Ruth Joy, an SFU statistician who specializes in quantitative marine- mammal science, and her team of acousticians and biologists worked with the Port of Vancouver ECHO Program and commercial and government partners to manage a 61-day vessel- slowdown trial in the Salish Sea.  The Salish Sea is the region at the southern end of Vancouver Island that includes Puget Sound, the Juan de Fuca Strait and the Strait of Georgia.  They found that reducing underwater noise in and adjacent to the shipping lanes benefited the SRKW whales in regions of overlap with foraging hotspots.

“We know that noise causes chronic stress to whales,” says Joy, “ and with shipping lanes getting busier, we foresee that potential implications could include lower survival rates and lower reproductive success for these whales.”

She notes that a major port expansion and an oil pipeline terminal planned for the area adds to the importance of managing vessel traffic to ensure the integrity of the SRKW whales’ habitat. 

This month, Joy and SFU colleague Dave Campbell received additional funding from the Government of Canada’s Ocean Protection Plan to develop a practical tool that will ultimately alert mariners with information when the SRKW's direction of travel is going to overlap with their ship’s path.

The goal of the research will be to develop a model that uses real-time data to provide an estimate of current SRKW locations and a prediction of their travel direction. 

To monitor the whales’ presence, Joy explains that the team will use underwater hydrophone nodes located adjacent to shipping lanes in the Salish Sea along with movable acoustic buoys. 

“This acoustic data, combined with visual sightings from reliable sources, will provide real-time SRKW location data to inform the probabilistic model of marine animal movement,” she says.

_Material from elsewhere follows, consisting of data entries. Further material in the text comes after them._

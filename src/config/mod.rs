use crate::core::{AppError, Result};
use rust_decimal::Decimal;
use serde::Deserialize;
use std::env;

pub mod database;
pub mod server;

pub use database::DatabaseConfig;
pub use server::ServerConfig;

/// Main application configuration
#[derive(Debug, Clone)]
pub struct Config {
    pub app: AppConfig,
    pub database: DatabaseConfig,
    pub server: ServerConfig,
    pub connectors: ConnectorConfig,
    pub security: SecurityConfig,
}

#[derive(Debug, Clone)]
pub struct AppConfig {
    pub env: String,
    pub log_level: String,
    /// Food-cost percentage a branch is expected to stay under
    pub target_food_cost_pct: Decimal,
    /// How many days back to scan for a usable closing-stock valuation
    pub max_lookback_days: u32,
}

/// Base URLs and HTTP tuning for the external data sources.
/// Per-restaurant credentials live on the connected accounts, not here.
#[derive(Debug, Clone, Deserialize)]
pub struct ConnectorConfig {
    pub rista_base_url: String,
    pub gmail_base_url: String,
    pub http_timeout_secs: u64,
    pub max_retries: u32,
}

#[derive(Debug, Clone, Deserialize)]
pub struct SecurityConfig {
    pub allowed_origin: String,
}

impl Config {
    /// Load configuration from environment variables
    pub fn from_env() -> Result<Self> {
        // Load .env file if present
        dotenvy::dotenv().ok();

        let config = Config {
            app: AppConfig {
                env: env::var("APP_ENV").unwrap_or_else(|_| "development".to_string()),
                log_level: env::var("LOG_LEVEL").unwrap_or_else(|_| "info".to_string()),
                target_food_cost_pct: env::var("TARGET_FOOD_COST_PCT")
                    .unwrap_or_else(|_| "25".to_string())
                    .parse::<Decimal>()
                    .map_err(|_| {
                        AppError::Configuration("Invalid TARGET_FOOD_COST_PCT".to_string())
                    })?,
                max_lookback_days: env::var("MAX_LOOKBACK_DAYS")
                    .unwrap_or_else(|_| "7".to_string())
                    .parse()
                    .map_err(|_| AppError::Configuration("Invalid MAX_LOOKBACK_DAYS".to_string()))?,
            },
            database: DatabaseConfig::from_env()?,
            server: ServerConfig::from_env()?,
            connectors: ConnectorConfig {
                rista_base_url: env::var("RISTA_BASE_URL")
                    .unwrap_or_else(|_| "https://api.ristaapps.com/v1".to_string()),
                gmail_base_url: env::var("GMAIL_BASE_URL")
                    .unwrap_or_else(|_| "https://gmail.googleapis.com".to_string()),
                http_timeout_secs: env::var("CONNECTOR_TIMEOUT_SECS")
                    .unwrap_or_else(|_| "30".to_string())
                    .parse()
                    .map_err(|_| {
                        AppError::Configuration("Invalid CONNECTOR_TIMEOUT_SECS".to_string())
                    })?,
                max_retries: env::var("CONNECTOR_MAX_RETRIES")
                    .unwrap_or_else(|_| "3".to_string())
                    .parse()
                    .map_err(|_| {
                        AppError::Configuration("Invalid CONNECTOR_MAX_RETRIES".to_string())
                    })?,
            },
            security: SecurityConfig {
                allowed_origin: env::var("ALLOWED_ORIGIN")
                    .unwrap_or_else(|_| "http://localhost:3000".to_string()),
            },
        };

        Ok(config)
    }

    /// Validate configuration
    pub fn validate(&self) -> Result<()> {
        if self.app.target_food_cost_pct <= Decimal::ZERO
            || self.app.target_food_cost_pct >= Decimal::from(100)
        {
            return Err(AppError::Configuration(
                "Target food cost percentage must be between 0 and 100".to_string(),
            ));
        }

        if self.app.max_lookback_days == 0 {
            return Err(AppError::Configuration(
                "Max lookback days must be greater than 0".to_string(),
            ));
        }

        if self.connectors.max_retries > 10 {
            return Err(AppError::Configuration(
                "Connector retry count is unreasonably high".to_string(),
            ));
        }

        Ok(())
    }
}

impl AppConfig {
    /// Target food cost as a ratio (0.25 for 25%)
    pub fn target_food_cost_ratio(&self) -> Decimal {
        self.target_food_cost_pct / Decimal::from(100)
    }
}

Joy believes that this dynamic model could be an effective tool because it synthesizes historical and current data.

“When the SRKW location data becomes available from any of the real-time sources, we can use our model to predict where next the animals are likely to go.”

She adds, “Ultimately, we hope that this information will build the framework for a comprehensive advance-warning system for vessels or marine traffic controllers to take action to reduce the chance of whales colliding with commercial vessels.”

The team hopes to complete the $1- million study by 2022.